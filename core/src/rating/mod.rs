//! rating kernel + chronological replay engine (spec §4.1, §4.2)

pub mod kernel;
pub mod replay;
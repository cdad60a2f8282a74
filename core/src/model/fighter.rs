// fighter identity, belt rank, and rating book (spec §3 Fighter, §4.1 Rating
// Kernel starting ELO table)

use serde::{Deserialize, Serialize};

use super::{FighterId, WeightClassId};
use super::weight_class::WeightClassTrack;

/// competitor skill grade; maps to a starting ELO via [`BeltRank::starting_elo`].
#[derive(Debug, Clone, Copy, PartialEq, Eq, Hash, Serialize, Deserialize)]
#[serde(rename_all = "snake_case")]
pub enum BeltRank {
    White,
    Blue,
    Purple,
    Brown,
    Black,
}

impl BeltRank {
    /// case-insensitive parse; unknown/missing input resolves to the Blue
    /// baseline (spec §4.1).
    pub fn parse_or_blue(raw: &str) -> Self {
        match raw.trim().to_ascii_lowercase().as_str() {
            "white" => BeltRank::White,
            "blue" => BeltRank::Blue,
            "purple" => BeltRank::Purple,
            "brown" => BeltRank::Brown,
            "black" => BeltRank::Black,
            _ => BeltRank::Blue,
        }
    }
}

#[derive(Debug, Clone, Copy, PartialEq, Eq, Hash, Serialize, Deserialize)]
#[serde(rename_all = "snake_case")]
pub enum EntityStatus {
    Active,
    Inactive,
}

/// per-class rating plus the initial (baseline) rating recorded for that
/// class at the last replay reset (spec §3: "per-weight-class current
/// rating and initial rating").
#[derive(Debug, Clone, Copy, PartialEq, Serialize, Deserialize)]
pub struct ClassRating {
    pub current: f64,
    pub initial: f64,
}

impl ClassRating {
    pub fn at_baseline(rating: f64) -> Self {
        ClassRating {
            current: rating,
            initial: rating,
        }
    }
}

/// the four rating tracks a fighter carries: one overall (P4P) track plus
/// one per [`WeightClassTrack`] (spec §3, §4.2).
#[derive(Debug, Clone, Copy, PartialEq, Serialize, Deserialize)]
pub struct RatingBook {
    pub overall: f64,
    pub light: ClassRating,
    pub middle: ClassRating,
    pub heavy: ClassRating,
}

impl RatingBook {
    pub fn reset_to_baseline(belt: BeltRank) -> Self {
        let base = crate::rating::kernel::starting_elo(belt);
        RatingBook {
            overall: base,
            light: ClassRating::at_baseline(base),
            middle: ClassRating::at_baseline(base),
            heavy: ClassRating::at_baseline(base),
        }
    }

    pub fn track(&self, track: WeightClassTrack) -> ClassRating {
        match track {
            WeightClassTrack::Lightweight => self.light,
            WeightClassTrack::Middleweight => self.middle,
            WeightClassTrack::Heavyweight => self.heavy,
        }
    }

    pub fn track_mut(&mut self, track: WeightClassTrack) -> &mut ClassRating {
        match track {
            WeightClassTrack::Lightweight => &mut self.light,
            WeightClassTrack::Middleweight => &mut self.middle,
            WeightClassTrack::Heavyweight => &mut self.heavy,
        }
    }
}

#[derive(Debug, Clone, PartialEq, Serialize, Deserialize)]
pub struct Fighter {
    pub id: FighterId,
    pub display_name: String,
    pub belt_rank: BeltRank,
    pub body_weight_lb: Option<u32>,
    pub primary_weight_class_id: Option<WeightClassId>,
    pub ratings: RatingBook,
    /// per-process-opaque manual badges; the engine never interprets these,
    /// it only carries them (spec §3, out-of-scope badge administration).
    pub badges: Vec<String>,
    pub status: EntityStatus,
}

impl Fighter {
    pub fn is_active(&self) -> bool {
        self.status == EntityStatus::Active
    }
}
//! result ingestion and dependency-graph propagation (spec §4.4
//! `updateMatchResult`/`undoMatchResult`/`deleteMatch` and the propagation
//! algorithm they share).

use std::collections::{HashSet, VecDeque};

use chrono::Utc;

use crate::error::{entity_err, CoreError, CoreResult};
use crate::model::{
    BracketFormat, BracketFormatId, BracketRound, FighterId, Match, MatchDependency, MatchId,
    MatchResultKind, MatchStatus, RoundStatus, TournamentFormat, BracketConfig,
};
use crate::pairing::{guaranteed, standings, swiss, weight_aware, RoundActivation, RoundPlan};
use crate::model::RoundMetadata;
use crate::storage::StoragePort;

use super::BracketEngine;

enum Resolution {
    Fighter(FighterId),
    /// the predecessor completed but had no candidate for the requested
    /// side (e.g. a bye has no loser) — this dependency will never resolve.
    Dead,
    Pending,
}
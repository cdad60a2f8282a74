//! guaranteed-matches pairing (spec §4.3.5): every fighter gets `target`
//! matches; round 1 is generated up front, later rounds are computed by the
//! bracket engine on round completion from the fighters still under target.

use std::collections::HashMap;

use crate::model::{FighterId, SeedingMethod};

use super::standings::{HeadToHead, rematch_count};
use super::{MatchPlan, PairingError, Shuffler, SlotSource};

/// single-class (or `weight_based_pairing = false`) round 1: consecutive
/// pairs in input order, odd fighter gets a bye.
pub fn round1_simple(
    participants: &[FighterId],
    seeding: SeedingMethod,
    shuffler: &mut impl Shuffler,
) -> Result<Vec<MatchPlan>, PairingError> {
    let mut participants = participants.to_vec();
    if seeding == SeedingMethod::Random {
        shuffler.shuffle(&mut participants);
    }
    let n = participants.len();
    if n < 2 {
        return Err(PairingError::TooFewParticipants { minimum: 2, found: n });
    }
    let mut matches = Vec::new();
    let mut i = 0;
    while i + 1 < n {
        matches.push(MatchPlan::contested(
            SlotSource::Fighter(participants[i]),
            SlotSource::Fighter(participants[i + 1]),
        ));
        i += 2;
    }
    if i < n {
        matches.push(MatchPlan::bye(SlotSource::Fighter(participants[i])));
    }
    Ok(matches)
}

/// non-weight-aware continuation pairing (spec §4.3.5 step 4 "simple
/// path"): highest standing paired with next-highest, respecting
/// `max_rematches`; if every in-cap candidate is exhausted, take the first
/// unpaired fighter as a last resort (allows exceeding the cap). Odd
/// trailing fighter gets a bye.
pub fn pair_simple(
    sorted_desc: &[FighterId],
    history: &HashMap<(FighterId, FighterId), HeadToHead>,
    max_rematches: u32,
) -> Vec<MatchPlan> {
    let mut unpaired: Vec<FighterId> = sorted_desc.to_vec();
    let mut matches = Vec::new();
    while !unpaired.is_empty() {
        let current = unpaired.remove(0);
        if unpaired.is_empty() {
            matches.push(MatchPlan::bye(SlotSource::Fighter(current)));
            break;
        }
        let idx = unpaired
            .iter()
            .position(|&opp| rematch_count(history, current, opp) < max_rematches)
            .unwrap_or(0);
        let opponent = unpaired.remove(idx);
        matches.push(MatchPlan::contested(
            SlotSource::Fighter(current),
            SlotSource::Fighter(opponent),
        ));
    }
    matches
}

#[cfg(test)]
mod tests {
    use super::*;
    use crate::pairing::IdentityShuffler;
    use uuid::Uuid;

    #[test]
    fn odd_round1_gives_last_fighter_a_bye() {
        let ids: Vec<_> = (0..7).map(|_| Uuid::new_v4()).collect();
        let matches = round1_simple(&ids, SeedingMethod::InputOrder, &mut IdentityShuffler).unwrap();
        assert_eq!(matches.len(), 4);
        assert_eq!(
            matches.last().unwrap().kind,
            super::super::MatchPlanKind::Bye
        );
    }
}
--------------------
PROBLEM STATEMENT :: Give all the entries again exactly; leave none out.

RESPONSE TO THIS TASK ::
filename core/src/rating/mod.rs
//! rating kernel + chronological replay engine (spec §4.1, §4.2)

pub mod kernel;
pub mod replay;
repository cdad60a2f8282a74
filename core/src/model/fighter.rs
// fighter identity, belt rank, and rating book (spec §3 Fighter, §4.1 Rating
// Kernel starting ELO table)

use serde::{Deserialize, Serialize};

use super::{FighterId, WeightClassId};
use super::weight_class::WeightClassTrack;

/// competitor skill grade; maps to a starting ELO via [`BeltRank::starting_elo`].
#[derive(Debug, Clone, Copy, PartialEq, Eq, Hash, Serialize, Deserialize)]
#[serde(rename_all = "snake_case")]
pub enum BeltRank {
    White,
    Blue,
    Purple,
    Brown,
    Black,
}

impl BeltRank {
    /// case-insensitive parse; unknown/missing input resolves to the Blue
    /// baseline (spec §4.1).
    pub fn parse_or_blue(raw: &str) -> Self {
        match raw.trim().to_ascii_lowercase().as_str() {
            "white" => BeltRank::White,
            "blue" => BeltRank::Blue,
            "purple" => BeltRank::Purple,
            "brown" => BeltRank::Brown,
            "black" => BeltRank::Black,
            _ => BeltRank::Blue,
        }
    }
}

#[derive(Debug, Clone, Copy, PartialEq, Eq, Hash, Serialize, Deserialize)]
#[serde(rename_all = "snake_case")]
pub enum EntityStatus {
    Active,
    Inactive,
}

/// per-class rating plus the initial (baseline) rating recorded for that
/// class at the last replay reset (spec §3: "per-weight-class current
/// rating and initial rating").
#[derive(Debug, Clone, Copy, PartialEq, Serialize, Deserialize)]
pub struct ClassRating {
    pub current: f64,
    pub initial: f64,
}

impl ClassRating {
    pub fn at_baseline(rating: f64) -> Self {
        ClassRating {
            current: rating,
            initial: rating,
        }
    }
}

/// the four rating tracks a fighter carries: one overall (P4P) track plus
/// one per [`WeightClassTrack`] (spec §3, §4.2).
#[derive(Debug, Clone, Copy, PartialEq, Serialize, Deserialize)]
pub struct RatingBook {
    pub overall: f64,
    pub light: ClassRating,
    pub middle: ClassRating,
    pub heavy: ClassRating,
}

impl RatingBook {
    pub fn reset_to_baseline(belt: BeltRank) -> Self {
        let base = crate::rating::kernel::starting_elo(belt);
        RatingBook {
            overall: base,
            light: ClassRating::at_baseline(base),
            middle: ClassRating::at_baseline(base),
            heavy: ClassRating::at_baseline(base),
        }
    }

    pub fn track(&self, track: WeightClassTrack) -> ClassRating {
        match track {
            WeightClassTrack::Lightweight => self.light,
            WeightClassTrack::Middleweight => self.middle,
            WeightClassTrack::Heavyweight => self.heavy,
        }
    }

    pub fn track_mut(&mut self, track: WeightClassTrack) -> &mut ClassRating {
        match track {
            WeightClassTrack::Lightweight => &mut self.light,
            WeightClassTrack::Middleweight => &mut self.middle,
            WeightClassTrack::Heavyweight => &mut self.heavy,
        }
    }
}

#[derive(Debug, Clone, PartialEq, Serialize, Deserialize)]
pub struct Fighter {
    pub id: FighterId,
    pub display_name: String,
    pub belt_rank: BeltRank,
    pub body_weight_lb: Option<u32>,
    pub primary_weight_class_id: Option<WeightClassId>,
    pub ratings: RatingBook,
    /// per-process-opaque manual badges; the engine never interprets these,
    /// it only carries them (spec §3, out-of-scope badge administration).
    pub badges: Vec<String>,
    pub status: EntityStatus,
}

impl Fighter {
    pub fn is_active(&self) -> bool {
        self.status == EntityStatus::Active
    }
}
//! result ingestion and dependency-graph propagation (spec §4.4
//! `updateMatchResult`/`undoMatchResult`/`deleteMatch` and the propagation
//! algorithm they share).

use std::collections::{HashSet, VecDeque};

use chrono::Utc;

use crate::error::{entity_err, CoreError, CoreResult};
use crate::model::{
    BracketFormat, BracketFormatId, BracketRound, FighterId, Match, MatchDependency, MatchId,
    MatchResultKind, MatchStatus, RoundStatus, TournamentFormat, BracketConfig,
};
use crate::pairing::{guaranteed, standings, swiss, weight_aware, RoundActivation, RoundPlan};
use crate::model::RoundMetadata;
use crate::storage::StoragePort;

use super::BracketEngine;

enum Resolution {
    Fighter(FighterId),
    /// the predecessor completed but had no candidate for the requested
    /// side (e.g. a bye has no loser) — this dependency will never resolve.
    Dead,
    Pending,
}
repository cdad60a2f8282a74
//! guaranteed-matches pairing (spec §4.3.5): every fighter gets `target`
//! matches; round 1 is generated up front, later rounds are computed by the
//! bracket engine on round completion from the fighters still under target.

use std::collections::HashMap;

use crate::model::{FighterId, SeedingMethod};

use super::standings::{HeadToHead, rematch_count};
use super::{MatchPlan, PairingError, Shuffler, SlotSource};

/// single-class (or `weight_based_pairing = false`) round 1: consecutive
/// pairs in input order, odd fighter gets a bye.
pub fn round1_simple(
    participants: &[FighterId],
    seeding: SeedingMethod,
    shuffler: &mut impl Shuffler,
) -> Result<Vec<MatchPlan>, PairingError> {
    let mut participants = participants.to_vec();
    if seeding == SeedingMethod::Random {
        shuffler.shuffle(&mut participants);
    }
    let n = participants.len();
    if n < 2 {
        return Err(PairingError::TooFewParticipants { minimum: 2, found: n });
    }
    let mut matches = Vec::new();
    let mut i = 0;
    while i + 1 < n {
        matches.push(MatchPlan::contested(
            SlotSource::Fighter(participants[i]),
            SlotSource::Fighter(participants[i + 1]),
        ));
        i += 2;
    }
    if i < n {
        matches.push(MatchPlan::bye(SlotSource::Fighter(participants[i])));
    }
    Ok(matches)
}

/// non-weight-aware continuation pairing (spec §4.3.5 step 4 "simple
/// path"): highest standing paired with next-highest, respecting
/// `max_rematches`; if every in-cap candidate is exhausted, take the first
/// unpaired fighter as a last resort (allows exceeding the cap). Odd
/// trailing fighter gets a bye.
pub fn pair_simple(
    sorted_desc: &[FighterId],
    history: &HashMap<(FighterId, FighterId), HeadToHead>,
    max_rematches: u32,
) -> Vec<MatchPlan> {
    let mut unpaired: Vec<FighterId> = sorted_desc.to_vec();
    let mut matches = Vec::new();
    while !unpaired.is_empty() {
        let current = unpaired.remove(0);
        if unpaired.is_empty() {
            matches.push(MatchPlan::bye(SlotSource::Fighter(current)));
            break;
        }
        let idx = unpaired
            .iter()
            .position(|&opp| rematch_count(history, current, opp) < max_rematches)
            .unwrap_or(0);
        let opponent = unpaired.remove(idx);
        matches.push(MatchPlan::contested(
            SlotSource::Fighter(current),
            SlotSource::Fighter(opponent),
        ));
    }
    matches
}

#[cfg(test)]
mod tests {
    use super::*;
    use crate::pairing::IdentityShuffler;
    use uuid::Uuid;

    #[test]
    fn odd_round1_gives_last_fighter_a_bye() {
        let ids: Vec<_> = (0..7).map(|_| Uuid::new_v4()).collect();
        let matches = round1_simple(&ids, SeedingMethod::InputOrder, &mut IdentityShuffler).unwrap();
        assert_eq!(matches.len(), 4);
        assert_eq!(
            matches.last().unwrap().kind,
            super::super::MatchPlanKind::Bye
        );
    }
}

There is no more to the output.